November 23, 2018

  • Music by Kawarsky and a Delightful Brahms-ian Turn

     

    Spoon Hanging From My Nose: The Music of J.A. Kawarsky
    Jonathan Helton, alto saxophone. Chicago Arts Orchestra/Javier Mendoza;
    Arizona Choir and Ensemble/Bruce Chamberlain;
    Moravian Philharmonic Orchestra/Petr Vronsky;
    St. Petersburg State Symphony Orchestra/Vladimir Landa
    Navona Records 6091
    Total Time: 71:39
    Recording:   ****/****
    Performance: ****/****

    Composer J.A. Kawarsky (b. 1959) studied at Iowa State University and Northwestern University.  He currently teaches theory and composition at Rider University in New Jersey.  As a noted theater conductor, he conducted the 2007 tour of Peter Pan and worked on the second national tour of Dirty Rotten Scoundrels.  In this new release, listeners have the opportunity to hear three orchestral works as well as an orchestration of the Brahms Liebeslieder Waltzes, Op. 52.  Kawarsky writes in a tonal language with some modern touches and also likes to place references, or quotes, of other music within the contexts of his work which is on display in the pieces featured here.

    The Chicago Arts Orchestra opens the program with Fastidious Notes (2006) which appeared as part of Prisma (Navona 6141).  The work is a piece of quotation music that incorporates folk tunes (“I Ride an Old Paint”) which leads to some further nods to Copland.  Within the fabric of the work Kawarsky also makes references to Britten’s Rejoice in the Lamb.  Oriignally for wind ensemble, the piece has been reworked into this chamber orchestra version heard here.  The music is in a delightfully light, and rather airy style featuring traditional harmonic writing with crystal-clear orchestral textures that allow the solo saxophone to shine through.  Jonathan Helton, for whom the work was written, has a beautiful, warm tone that really soars across the orchestra here.  It seems just a little forward in the sound picture with the orchestra feeling a bit recessed.

    Brahms composed his choral Liebeslieder Waltzes between 1863 and 1871.  Some point to these love songs as a sort of redirection by Brahms of his love for Clara Schumann.  It is also quite likely that the composer had Schubert in mind, a sort of updating of that composer’s romantic Art Song approach with the advanced mid-century harmony.  The more popular of the two collections is Op. 52 which contains 18 little songs for choir and originally piano 4-hands.  These are all simply delightful pieces and over the years have had various adaptations.  Kawarsky’s work as a choral and musical theater conductor no doubt comes into play in his own orchestrations of these pieces.  He has found a wonderful balance between a woodwind quartet (with piccolo, English horn, and bass clarinet substitutions along the way), light percussion, harp, piano, and string trio (violin, cello, bass).  The instrumental additions are really marvelous as they intersect with the choral writing and all feel so natural one may wonder that they were not already there.  The style fits well with the music, perhaps adding an almost salon-like feel to these pieces with touches of operetta.  One might think of it more as an enhancement to Brahms’ choral writing and it works very well.  The Arizona Choir and instrumental ensemble provides an excellent performance of this repertoire piece which would make the album worth seeking out on its own.

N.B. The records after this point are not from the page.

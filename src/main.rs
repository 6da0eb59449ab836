use ipfact::*;

use std::path::PathBuf;

use clap::Parser;

/// Deduce and manifest interprocedural facts over a textual IR module
#[derive(Parser, Debug)]
#[clap(about, version, author)]
enum Args {
    /// Run the fixpoint engine over a textual IR module and print the rewritten module
    Run {
        /// Path to a textual IR file
        input: PathBuf,
        /// Path to write the rewritten module to; stdout if omitted
        #[clap(long)]
        output: Option<PathBuf>,
        /// Disable terminal logging, even for high severity alerts. Strongly discouraged for
        /// normal use.
        #[clap(long)]
        debug_disable_terminal_logging: bool,
        /// Force blocking for terminal logging. If too many messages are being spewed the logger,
        /// by default, does not block, but instead dumps a dropped-messages alert. This option
        /// forces it to block and dump even if too many are being sent.
        #[clap(long)]
        debug_forced_blocking_terminal_logging: bool,
        /// Path to send log (as JSON) to
        ///
        /// Error or higher severity alerts will still continue being shown at stderr (in addition
        /// to being added to the log)
        #[clap(long = "--log")]
        log_file: Option<PathBuf>,
        /// Debug level (repeat for more: 0-warn, 1-info, 2-debug, 3-trace)
        #[clap(short, long, parse(from_occurrences))]
        debug: usize,
        /// Advanced configuration options to tweak the engine behavior
        #[clap(short = 'Z', long, arg_enum)]
        advanced_config: Vec<config::CommandLineEngineConfig>,
    },
}

fn main() {
    let args = Args::parse();

    match args {
        Args::Run {
            input,
            output,
            debug_disable_terminal_logging,
            debug_forced_blocking_terminal_logging,
            log_file,
            debug,
            advanced_config,
        } => {
            let _log_guard = slog_scope::set_global_logger(crate::log::FileAndTermDrain::new(
                debug,
                debug_disable_terminal_logging,
                debug_forced_blocking_terminal_logging,
                log_file,
            ));

            config::EngineConfig::initialize(advanced_config);

            let text = std::fs::read_to_string(input).expect("IR file could not be read");
            let mut module = reader::parse_module(&text);

            let changed = callgraph::run_on_module(&mut module);
            log::info!("run complete"; "changed" => changed);

            if let Some(path) = output {
                use std::io::Write;
                write!(std::fs::File::create(path).unwrap(), "{}", module).unwrap();
            } else {
                println!("{}", module);
            }
        }
    }
}
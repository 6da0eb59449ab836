//! A small typed SSA intermediate representation.
//!
//! The IR is deliberately flat: one value arena, one block arena, and one function arena per
//! [`Module`], with copyable newtype indices tying them together. Instructions are values; so are
//! constants, arguments, and references to functions. Use-def chains are materialized as use lists
//! on every value and are kept consistent by the mutation methods on [`Module`].

use crate::containers::unordered::UnorderedSet;

/// Index of a value (constant, argument, instruction, or function reference) in a module.
#[derive(Clone, Copy, PartialEq, Eq, Hash, PartialOrd, Ord)]
pub struct Val(pub(crate) usize);

/// Index of a basic block in a module.
#[derive(Clone, Copy, PartialEq, Eq, Hash, PartialOrd, Ord)]
pub struct Block(pub(crate) usize);

/// Index of a function in a module.
#[derive(Clone, Copy, PartialEq, Eq, Hash, PartialOrd, Ord)]
pub struct Func(pub(crate) usize);

impl std::fmt::Debug for Val {
    fn fmt(&self, f: &mut std::fmt::Formatter) -> std::fmt::Result {
        write!(f, "v{}", self.0)
    }
}
impl std::fmt::Debug for Block {
    fn fmt(&self, f: &mut std::fmt::Formatter) -> std::fmt::Result {
        write!(f, "b{}", self.0)
    }
}
impl std::fmt::Debug for Func {
    fn fmt(&self, f: &mut std::fmt::Formatter) -> std::fmt::Result {
        write!(f, "f{}", self.0)
    }
}

/// A first-class type.
#[derive(Clone, PartialEq, Eq, Hash, Debug)]
pub enum Ty {
    Void,
    /// An integer of the given bit width.
    Int(u32),
    /// A 64-bit floating point value.
    Float,
    /// A pointer to a value of the pointee type.
    Ptr(Box<Ty>),
    Array(Box<Ty>, u64),
    /// A packed struct; fields are laid out back to back, without padding.
    Struct(Vec<Ty>),
    Func(FuncTy),
}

    And We All Waited… (2013) was composed following the Sandy Hook Elementary School shootings.  A more introspective work, the piece opens quietly and then moves into a somewhat martial feel with a variety of different musical lines swirling about presenting different arguments only to be silenced.  As in the other works here, Kawarsky interweaves references to Nielsen, Reicha, and Shostakovich.  The musical ideas begin trying to discover a possible answer with the more militant interludes seeming to put an end to each possible solution.  A more serious work whose own searching makes the piece more episodic in nature, though no less compelling with its seemingly questioning conclusion.

    The final work on the album appeared on an earlier compilation called Winter’s Warmth (Navona 6091).  Episodes (2001) explores asymmetrical meters in the opening portion and, like the other pieces on the album, has moments that recall Prokofiev and Dave Brubeck.  A more lyrical section references a Jewish melody in a more romantic piano style.  The final section has a reference to Finzi.  It is an equally strong work that is good to have in this composer album.

    Kawarsky’s music is always engaging and delightfully orchestrated.  The music’s various quotations, often esoteric, are well woven into the fabric of his musical language and help invite the listener into his musical arguments and discussions.  The Brahms orchestrations here are really worth the price of admission, but the original compositions are as worth one’s time, if not more so revealing a composer whose music deserves wider recognition.